Exercise goal
Would you repeat every line of the material exactly?

===

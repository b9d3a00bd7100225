//! Application state and initialization
//!
//! This module wires the database, the reward dispatcher and every service
//! together. All services are made available through `AppState`.

use crate::clock::{Clock, SystemClock};
use crate::database::{create_pool, Repository};
use crate::error::Result;
use crate::rewards::EventDispatcher;
use crate::services::{
    AppSettings, CategoryService, DisciplineService, FocusSessionService, HobbyService,
    JournalService, NotificationService, ReminderService, RewardService, SettingsService,
    ShoppingService, TaskService, UserService,
};
use sqlx::SqlitePool;
use std::path::{Path, PathBuf};
use std::sync::Arc;

/// Central application state holding all services
#[derive(Clone)]
pub struct AppState {
    pub settings: AppSettings,
    pub repo: Repository,
    pub users: UserService,
    pub categories: CategoryService,
    pub tasks: TaskService,
    pub focus: FocusSessionService,
    pub rewards: RewardService,
    pub discipline: DisciplineService,
    pub notifications: NotificationService,
    pub reminders: ReminderService,
    pub hobbies: HobbyService,
    pub journal: JournalService,
    pub shopping: ShoppingService,
}

impl AppState {
    /// Load settings from `data_dir`, open the database and build every
    /// service on the system clock
    pub async fn initialize(data_dir: &Path) -> Result<Self> {
        tracing::info!("Initializing application in {:?}", data_dir);

        std::fs::create_dir_all(data_dir)?;
        // Load settings
        let settings = SettingsService::new(data_dir).load().await?;

        // Initialize database
        let db_path: PathBuf = data_dir.join(&settings.database_file);
        let pool = create_pool(&db_path).await?;

        let state = Self::from_pool(pool, settings, Arc::new(SystemClock));
        tracing::info!("Application initialized successfully");
        Ok(state)
    }

    /// Build every service over an existing pool
    pub fn from_pool(pool: SqlitePool, settings: AppSettings, clock: Arc<dyn Clock>) -> Self {
        let repo = Repository::new(pool);
        let dispatcher = Arc::new(EventDispatcher::with_default_rules());
        let discipline = DisciplineService::new(repo.clone(), clock.clone());

        Self {
            users: UserService::new(repo.clone(), clock.clone(), settings.default_salary_cents),
            categories: CategoryService::new(repo.clone(), clock.clone()),
            tasks: TaskService::new(repo.clone(), dispatcher.clone(), clock.clone()),
            focus: FocusSessionService::new(repo.clone(), dispatcher, clock.clone()),
            rewards: RewardService::new(repo.clone(), discipline.clone(), clock.clone()),
            discipline,
            notifications: NotificationService::new(repo.clone()),
            reminders: ReminderService::new(repo.clone(), clock.clone()),
            hobbies: HobbyService::new(repo.clone(), clock.clone(), settings.hobby_inactivity_days),
            journal: JournalService::new(repo.clone(), clock.clone()),
            shopping: ShoppingService::new(repo.clone(), clock, settings.expiry_warning_days),
            repo,
            settings,
        }
    }
}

===

Finished task
repository b9d3a00bd7100225
//! Application state and initialization
//!
//! This module wires the database, the reward dispatcher and every service
//! together. All services are made available through `AppState`.

use crate::clock::{Clock, SystemClock};
use crate::database::{create_pool, Repository};
use crate::error::Result;
use crate::rewards::EventDispatcher;
use crate::services::{
    AppSettings, CategoryService, DisciplineService, FocusSessionService, HobbyService,
    JournalService, NotificationService, ReminderService, RewardService, SettingsService,
    ShoppingService, TaskService, UserService,
};
use sqlx::SqlitePool;
use std::path::{Path, PathBuf};
use std::sync::Arc;

/// Central application state holding all services
#[derive(Clone)]
pub struct AppState {
    pub settings: AppSettings,
    pub repo: Repository,
    pub users: UserService,
    pub categories: CategoryService,
    pub tasks: TaskService,
    pub focus: FocusSessionService,
    pub rewards: RewardService,
    pub discipline: DisciplineService,
    pub notifications: NotificationService,
    pub reminders: ReminderService,
    pub hobbies: HobbyService,
    pub journal: JournalService,
    pub shopping: ShoppingService,
}

impl AppState {
    /// Load settings from `data_dir`, open the database and build every
    /// service on the system clock
    pub async fn initialize(data_dir: &Path) -> Result<Self> {
        tracing::info!("Initializing application in {:?}", data_dir);

        std::fs::create_dir_all(data_dir)?;
        // Load settings
        let settings = SettingsService::new(data_dir).load().await?;

        // Initialize database
        let db_path: PathBuf = data_dir.join(&settings.database_file);
        let pool = create_pool(&db_path).await?;

        let state = Self::from_pool(pool, settings, Arc::new(SystemClock));
        tracing::info!("Application initialized successfully");
        Ok(state)
    }

    /// Build every service over an existing pool
    pub fn from_pool(pool: SqlitePool, settings: AppSettings, clock: Arc<dyn Clock>) -> Self {
        let repo = Repository::new(pool);
        let dispatcher = Arc::new(EventDispatcher::with_default_rules());
        let discipline = DisciplineService::new(repo.clone(), clock.clone());

        Self {
            users: UserService::new(repo.clone(), clock.clone(), settings.default_salary_cents),
            categories: CategoryService::new(repo.clone(), clock.clone()),
            tasks: TaskService::new(repo.clone(), dispatcher.clone(), clock.clone()),
            focus: FocusSessionService::new(repo.clone(), dispatcher, clock.clone()),
            rewards: RewardService::new(repo.clone(), discipline.clone(), clock.clone()),
            discipline,
            notifications: NotificationService::new(repo.clone()),
            reminders: ReminderService::new(repo.clone(), clock.clone()),
            hobbies: HobbyService::new(repo.clone(), clock.clone(), settings.hobby_inactivity_days),
            journal: JournalService::new(repo.clone(), clock.clone()),
            shopping: ShoppingService::new(repo.clone(), clock, settings.expiry_warning_days),
            repo,
            settings,
        }
    }
}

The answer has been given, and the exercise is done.